### Exercise goal
Every line of the data below must be given again exactly.

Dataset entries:
▼
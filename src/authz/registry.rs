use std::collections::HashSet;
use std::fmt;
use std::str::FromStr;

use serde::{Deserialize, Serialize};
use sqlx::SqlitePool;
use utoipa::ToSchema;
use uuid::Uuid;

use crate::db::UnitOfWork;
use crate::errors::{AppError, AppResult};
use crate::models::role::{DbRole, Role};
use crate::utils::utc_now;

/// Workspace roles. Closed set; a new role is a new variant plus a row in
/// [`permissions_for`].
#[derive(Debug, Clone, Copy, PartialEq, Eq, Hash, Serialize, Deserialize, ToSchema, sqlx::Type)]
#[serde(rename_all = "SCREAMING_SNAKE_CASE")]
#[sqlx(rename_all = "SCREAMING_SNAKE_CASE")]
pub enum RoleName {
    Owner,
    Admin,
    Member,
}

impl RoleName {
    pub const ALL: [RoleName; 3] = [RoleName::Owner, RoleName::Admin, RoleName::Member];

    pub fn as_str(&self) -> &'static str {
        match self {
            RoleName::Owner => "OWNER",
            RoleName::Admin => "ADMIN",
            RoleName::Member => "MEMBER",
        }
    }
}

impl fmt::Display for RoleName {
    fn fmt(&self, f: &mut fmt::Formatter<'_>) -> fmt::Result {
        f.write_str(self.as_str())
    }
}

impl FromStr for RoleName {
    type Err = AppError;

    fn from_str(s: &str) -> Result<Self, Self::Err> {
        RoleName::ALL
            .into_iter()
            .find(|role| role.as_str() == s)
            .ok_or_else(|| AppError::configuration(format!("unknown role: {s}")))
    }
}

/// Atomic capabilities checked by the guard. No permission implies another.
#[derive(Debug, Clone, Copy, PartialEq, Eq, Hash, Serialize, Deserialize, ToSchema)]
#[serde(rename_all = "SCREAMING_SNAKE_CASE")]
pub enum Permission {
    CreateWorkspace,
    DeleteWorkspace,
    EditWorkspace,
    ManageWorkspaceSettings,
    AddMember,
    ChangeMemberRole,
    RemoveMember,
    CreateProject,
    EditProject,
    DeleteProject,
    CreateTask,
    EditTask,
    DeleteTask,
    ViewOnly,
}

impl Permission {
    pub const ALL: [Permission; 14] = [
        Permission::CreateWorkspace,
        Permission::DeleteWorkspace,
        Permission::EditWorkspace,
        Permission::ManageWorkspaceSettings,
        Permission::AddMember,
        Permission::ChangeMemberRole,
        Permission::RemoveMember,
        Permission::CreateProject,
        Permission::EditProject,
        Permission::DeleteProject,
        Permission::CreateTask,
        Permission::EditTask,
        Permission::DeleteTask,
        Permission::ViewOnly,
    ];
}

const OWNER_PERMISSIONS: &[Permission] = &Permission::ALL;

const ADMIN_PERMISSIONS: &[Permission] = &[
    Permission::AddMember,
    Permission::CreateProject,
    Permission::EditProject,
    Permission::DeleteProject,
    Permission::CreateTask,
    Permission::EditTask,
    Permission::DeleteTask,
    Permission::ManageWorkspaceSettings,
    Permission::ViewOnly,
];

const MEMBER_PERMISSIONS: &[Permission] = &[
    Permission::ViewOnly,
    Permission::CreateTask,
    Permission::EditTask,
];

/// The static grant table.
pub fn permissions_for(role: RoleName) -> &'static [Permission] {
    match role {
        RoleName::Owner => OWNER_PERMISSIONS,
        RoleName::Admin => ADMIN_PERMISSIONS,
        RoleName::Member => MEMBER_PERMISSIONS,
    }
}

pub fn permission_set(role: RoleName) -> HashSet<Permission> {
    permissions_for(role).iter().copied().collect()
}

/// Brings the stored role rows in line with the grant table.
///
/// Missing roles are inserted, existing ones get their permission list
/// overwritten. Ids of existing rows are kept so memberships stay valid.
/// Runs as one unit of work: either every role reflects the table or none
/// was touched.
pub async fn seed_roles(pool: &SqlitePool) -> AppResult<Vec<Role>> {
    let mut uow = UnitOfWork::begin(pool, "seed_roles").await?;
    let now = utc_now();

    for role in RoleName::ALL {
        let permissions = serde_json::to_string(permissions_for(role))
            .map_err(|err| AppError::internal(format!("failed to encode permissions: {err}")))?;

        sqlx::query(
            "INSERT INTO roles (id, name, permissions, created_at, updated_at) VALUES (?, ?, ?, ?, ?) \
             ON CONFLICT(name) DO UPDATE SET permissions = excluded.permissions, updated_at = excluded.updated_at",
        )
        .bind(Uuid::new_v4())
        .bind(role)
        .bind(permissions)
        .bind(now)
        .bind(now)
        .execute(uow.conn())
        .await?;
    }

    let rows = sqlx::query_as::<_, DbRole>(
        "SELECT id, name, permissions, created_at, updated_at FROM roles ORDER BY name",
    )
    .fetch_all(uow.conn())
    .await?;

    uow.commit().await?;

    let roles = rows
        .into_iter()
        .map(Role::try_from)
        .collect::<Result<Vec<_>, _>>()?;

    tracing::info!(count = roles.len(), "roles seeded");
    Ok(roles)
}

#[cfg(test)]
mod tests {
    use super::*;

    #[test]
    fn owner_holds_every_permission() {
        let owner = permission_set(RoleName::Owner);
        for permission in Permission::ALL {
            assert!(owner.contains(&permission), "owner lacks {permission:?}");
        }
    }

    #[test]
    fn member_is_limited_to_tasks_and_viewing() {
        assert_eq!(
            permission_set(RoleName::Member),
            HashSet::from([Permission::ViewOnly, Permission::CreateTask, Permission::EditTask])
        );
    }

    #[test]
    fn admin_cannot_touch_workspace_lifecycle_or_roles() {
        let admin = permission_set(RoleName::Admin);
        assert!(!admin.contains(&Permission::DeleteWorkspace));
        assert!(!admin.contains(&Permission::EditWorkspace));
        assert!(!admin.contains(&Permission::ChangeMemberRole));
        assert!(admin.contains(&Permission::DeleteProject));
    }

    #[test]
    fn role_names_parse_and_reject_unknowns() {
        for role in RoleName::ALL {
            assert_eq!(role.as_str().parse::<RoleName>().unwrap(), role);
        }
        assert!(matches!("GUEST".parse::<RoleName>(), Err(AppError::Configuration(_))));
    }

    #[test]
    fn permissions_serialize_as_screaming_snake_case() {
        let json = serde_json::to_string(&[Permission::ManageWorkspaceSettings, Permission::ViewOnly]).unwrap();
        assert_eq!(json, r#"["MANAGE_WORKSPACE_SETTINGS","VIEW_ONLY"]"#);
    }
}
▲
### Written solution
filename src/authz/registry.rs
use std::collections::HashSet;
use std::fmt;
use std::str::FromStr;

use serde::{Deserialize, Serialize};
use sqlx::SqlitePool;
use utoipa::ToSchema;
use uuid::Uuid;

use crate::db::UnitOfWork;
use crate::errors::{AppError, AppResult};
use crate::models::role::{DbRole, Role};
use crate::utils::utc_now;

/// Workspace roles. Closed set; a new role is a new variant plus a row in
/// [`permissions_for`].
#[derive(Debug, Clone, Copy, PartialEq, Eq, Hash, Serialize, Deserialize, ToSchema, sqlx::Type)]
#[serde(rename_all = "SCREAMING_SNAKE_CASE")]
#[sqlx(rename_all = "SCREAMING_SNAKE_CASE")]
pub enum RoleName {
    Owner,
    Admin,
    Member,
}

impl RoleName {
    pub const ALL: [RoleName; 3] = [RoleName::Owner, RoleName::Admin, RoleName::Member];

    pub fn as_str(&self) -> &'static str {
        match self {
            RoleName::Owner => "OWNER",
            RoleName::Admin => "ADMIN",
            RoleName::Member => "MEMBER",
        }
    }
}

impl fmt::Display for RoleName {
    fn fmt(&self, f: &mut fmt::Formatter<'_>) -> fmt::Result {
        f.write_str(self.as_str())
    }
}

impl FromStr for RoleName {
    type Err = AppError;

    fn from_str(s: &str) -> Result<Self, Self::Err> {
        RoleName::ALL
            .into_iter()
            .find(|role| role.as_str() == s)
            .ok_or_else(|| AppError::configuration(format!("unknown role: {s}")))
    }
}

/// Atomic capabilities checked by the guard. No permission implies another.
#[derive(Debug, Clone, Copy, PartialEq, Eq, Hash, Serialize, Deserialize, ToSchema)]
#[serde(rename_all = "SCREAMING_SNAKE_CASE")]
pub enum Permission {
    CreateWorkspace,
    DeleteWorkspace,
    EditWorkspace,
    ManageWorkspaceSettings,
    AddMember,
    ChangeMemberRole,
    RemoveMember,
    CreateProject,
    EditProject,
    DeleteProject,
    CreateTask,
    EditTask,
    DeleteTask,
    ViewOnly,
}

impl Permission {
    pub const ALL: [Permission; 14] = [
        Permission::CreateWorkspace,
        Permission::DeleteWorkspace,
        Permission::EditWorkspace,
        Permission::ManageWorkspaceSettings,
        Permission::AddMember,
        Permission::ChangeMemberRole,
        Permission::RemoveMember,
        Permission::CreateProject,
        Permission::EditProject,
        Permission::DeleteProject,
        Permission::CreateTask,
        Permission::EditTask,
        Permission::DeleteTask,
        Permission::ViewOnly,
    ];
}

const OWNER_PERMISSIONS: &[Permission] = &Permission::ALL;

const ADMIN_PERMISSIONS: &[Permission] = &[
    Permission::AddMember,
    Permission::CreateProject,
    Permission::EditProject,
    Permission::DeleteProject,
    Permission::CreateTask,
    Permission::EditTask,
    Permission::DeleteTask,
    Permission::ManageWorkspaceSettings,
    Permission::ViewOnly,
];

const MEMBER_PERMISSIONS: &[Permission] = &[
    Permission::ViewOnly,
    Permission::CreateTask,
    Permission::EditTask,
];

/// The static grant table.
pub fn permissions_for(role: RoleName) -> &'static [Permission] {
    match role {
        RoleName::Owner => OWNER_PERMISSIONS,
        RoleName::Admin => ADMIN_PERMISSIONS,
        RoleName::Member => MEMBER_PERMISSIONS,
    }
}

pub fn permission_set(role: RoleName) -> HashSet<Permission> {
    permissions_for(role).iter().copied().collect()
}

/// Brings the stored role rows in line with the grant table.
///
/// Missing roles are inserted, existing ones get their permission list
/// overwritten. Ids of existing rows are kept so memberships stay valid.
/// Runs as one unit of work: either every role reflects the table or none
/// was touched.
pub async fn seed_roles(pool: &SqlitePool) -> AppResult<Vec<Role>> {
    let mut uow = UnitOfWork::begin(pool, "seed_roles").await?;
    let now = utc_now();

    for role in RoleName::ALL {
        let permissions = serde_json::to_string(permissions_for(role))
            .map_err(|err| AppError::internal(format!("failed to encode permissions: {err}")))?;

        sqlx::query(
            "INSERT INTO roles (id, name, permissions, created_at, updated_at) VALUES (?, ?, ?, ?, ?) \
             ON CONFLICT(name) DO UPDATE SET permissions = excluded.permissions, updated_at = excluded.updated_at",
        )
        .bind(Uuid::new_v4())
        .bind(role)
        .bind(permissions)
        .bind(now)
        .bind(now)
        .execute(uow.conn())
        .await?;
    }

    let rows = sqlx::query_as::<_, DbRole>(
        "SELECT id, name, permissions, created_at, updated_at FROM roles ORDER BY name",
    )
    .fetch_all(uow.conn())
    .await?;

    uow.commit().await?;

    let roles = rows
        .into_iter()
        .map(Role::try_from)
        .collect::<Result<Vec<_>, _>>()?;

    tracing::info!(count = roles.len(), "roles seeded");
    Ok(roles)
}

#[cfg(test)]
mod tests {
    use super::*;

    #[test]
    fn owner_holds_every_permission() {
        let owner = permission_set(RoleName::Owner);
        for permission in Permission::ALL {
            assert!(owner.contains(&permission), "owner lacks {permission:?}");
        }
    }

    #[test]
    fn member_is_limited_to_tasks_and_viewing() {
        assert_eq!(
            permission_set(RoleName::Member),
            HashSet::from([Permission::ViewOnly, Permission::CreateTask, Permission::EditTask])
        );
    }

    #[test]
    fn admin_cannot_touch_workspace_lifecycle_or_roles() {
        let admin = permission_set(RoleName::Admin);
        assert!(!admin.contains(&Permission::DeleteWorkspace));
        assert!(!admin.contains(&Permission::EditWorkspace));
        assert!(!admin.contains(&Permission::ChangeMemberRole));
        assert!(admin.contains(&Permission::DeleteProject));
    }

    #[test]
    fn role_names_parse_and_reject_unknowns() {
        for role in RoleName::ALL {
            assert_eq!(role.as_str().parse::<RoleName>().unwrap(), role);
        }
        assert!(matches!("GUEST".parse::<RoleName>(), Err(AppError::Configuration(_))));
    }

    #[test]
    fn permissions_serialize_as_screaming_snake_case() {
        let json = serde_json::to_string(&[Permission::ManageWorkspaceSettings, Permission::ViewOnly]).unwrap();
        assert_eq!(json, r#"["MANAGE_WORKSPACE_SETTINGS","VIEW_ONLY"]"#);
    }
}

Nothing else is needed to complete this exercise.